Lesley tertawa sinis. "Lalu kenapa kalian mau membesarkanku jika aku hanyalah seorang wanita pembawa malapetaka, huh?" balasnya sengit. "Sekarang siapa yang bodoh disini, Tuan Paxley?"

Para senior Paxley itu semakin geram. Melawan seorang General Rosa bukanlah hal yang mudah. Mereka yang mendidik Lesley menjadi gadis yang seperti itu. Tapi mereka sendiri tak bisa melawan setiap kata-kata yang dilontarkan gadis itu.

"Jika kau tak mau bunuh diri juga, dua bulan dari sekarang kami akan menjemput dan mengeksekusimu di tempat itu juga," ancam ayah Gusion.

Lesley memasang wajah malasnya. "Huh, lebih baik aku sendiri yang akan datang ke rumah keluarga Paxley. Kalian bisa mengeksekusiku disana. Bukankah itu lebih mudah?" ucapnya.

~Love Yourself~

"Untuk yang kesekian kalinya, Gusion. Hentikan senyuman bodohmu itu!!!"

Gusion reflek melindungi kepalanya dari lemparan maut Lesley. Gadis itu sedang membaca novel yang cukup tebal, pasti akan mengakibatkan dirinya terkena amnesia lagi jika tak melindungi kepalanya.

"Maaf, tak akan kuulangi lagi," ucap Gusion.

Lesley menatap pemuda itu dengan tajam dari sudut buku novel yang sedang dibacanya. Membuat Gusion memasang wajah memohon sembari menyatukan kedua telapak tangannya di depan dada.

"Kenapa kau selalu memasang senyuman bodoh itu ketika bersamaku, Gusion? Asal kau tau saja, itu membuatku naik darah, tau!" seru Lesley.

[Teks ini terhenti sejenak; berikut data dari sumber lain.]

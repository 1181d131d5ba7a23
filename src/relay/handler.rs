//! Per-chunk hook for relayed traffic

use std::borrow::Cow;
use std::fmt;
use std::net::SocketAddr;

/// Which way a chunk travels
#[derive(Debug, Clone, Copy, PartialEq, Eq)]
pub enum Direction {
    /// Client to remote
    Outbound,
    /// Remote to client
    Inbound,
}

impl Direction {
    pub fn arrow(self) -> &'static str {
        match self {
            Self::Outbound => ">>",
            Self::Inbound => "<<",
        }
    }
}

impl fmt::Display for Direction {
    fn fmt(&self, f: &mut fmt::Formatter<'_>) -> fmt::Result {
        f.write_str(self.arrow())
    }
}

/// One direction of a relayed connection
#[derive(Debug, Clone, Copy, PartialEq, Eq)]
pub struct Flow {
    pub direction: Direction,
    /// Peer address of the inbound connection
    pub client: SocketAddr,
    /// Peer address of the outbound connection
    pub remote: SocketAddr,
}

impl Flow {
    pub fn new(direction: Direction, client: SocketAddr, remote: SocketAddr) -> Self {
        Self {
            direction,
            client,
            remote,
        }
    }

    /// The same connection seen from the other direction
    pub fn reversed(&self) -> Self {
        let direction = match self.direction {
            Direction::Outbound => Direction::Inbound,
            Direction::Inbound => Direction::Outbound,
        };
        Self { direction, ..*self }
    }

    /// Peer the chunk was read from
    pub fn source(&self) -> SocketAddr {
        match self.direction {
            Direction::Outbound => self.client,
            Direction::Inbound => self.remote,
        }
    }

    /// Peer the chunk is written to
    pub fn destination(&self) -> SocketAddr {
        match self.direction {
            Direction::Outbound => self.remote,
            Direction::Inbound => self.client,
        }
    }
}

/// Inspects or rewrites every chunk before it is forwarded
///
/// Closures of the shape `Fn(&[u8], &Flow) -> Vec<u8>` are handlers too.
pub trait Handler: Send + Sync + 'static {
    /// Bytes to forward in place of `chunk`
    fn handle<'a>(&self, chunk: &'a [u8], _flow: &Flow) -> Cow<'a, [u8]> {
        Cow::Borrowed(chunk)
    }

    /// Called once when the source of `flow` reaches EOF
    fn closed(&self, _flow: &Flow) {}
}

/// Forwards bytes untouched
#[derive(Debug, Clone, Copy, Default)]
pub struct Passthrough;

impl Handler for Passthrough {}

impl<F> Handler for F
where
    F: Fn(&[u8], &Flow) -> Vec<u8> + Send + Sync + 'static,
{
    fn handle<'a>(&self, chunk: &'a [u8], flow: &Flow) -> Cow<'a, [u8]> {
        Cow::Owned(self(chunk, flow))
    }
}

#[cfg(test)]
mod tests {
    use super::*;

    fn flow() -> Flow {
        Flow::new(
            Direction::Outbound,
            "127.0.0.1:5000".parse().unwrap(),
            "10.0.0.1:80".parse().unwrap(),
        )
    }

    #[test]
    fn test_flow_endpoints() {
        let outbound = flow();
        assert_eq!(outbound.source().port(), 5000);
        assert_eq!(outbound.destination().port(), 80);

        let inbound = outbound.reversed();
        assert_eq!(inbound.direction, Direction::Inbound);
        assert_eq!(inbound.source().port(), 80);
        assert_eq!(inbound.destination().port(), 5000);
        assert_eq!(inbound.direction.to_string(), "<<");
    }

    #[test]
    fn test_passthrough_borrows() {
        let out = Passthrough.handle(b"abc", &flow());
        assert!(matches!(out, Cow::Borrowed(b"abc")));
    }

    #[test]
    fn test_closure_handler() {
        let upper = |chunk: &[u8], _flow: &Flow| chunk.to_ascii_uppercase();
        assert_eq!(upper.handle(b"abc", &flow()).as_ref(), b"ABC");
    }
}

Gusion terkikik pelan. "Entahlah, aku hanya merasa terlalu bahagia jika bersamamu," ucapnya. "Semua hari-hariku terasa berwarna, tak lagi monoton seperti dulu."

"Dasar gombal!" ucap Lesley, memukul lengan Gusion menggunakan bukunya pelan.

Gusion tertawa semakin keras ketika melihat rona merah yang muncul di kedua pipi Lesley dan berusaha disembunyikan gadis itu dengan novelnya. Gadis itu pun melemparkan bantal sofa tepat di wajah tampan Gusion.

"Headshoot!!" seru Lesley, lalu berlari pergi dan segera mengunci kamarnya sambil tertawa.

Gusion menggelengkan kepalanya dan mendengus geli. Tingkah Lesley yang terkadang abstrak selalu menjadi hiburan tersendiri baginya. Bahkan pemuda itu sudah melupakan jati dirinya sebagai seorang Twilight Sonata.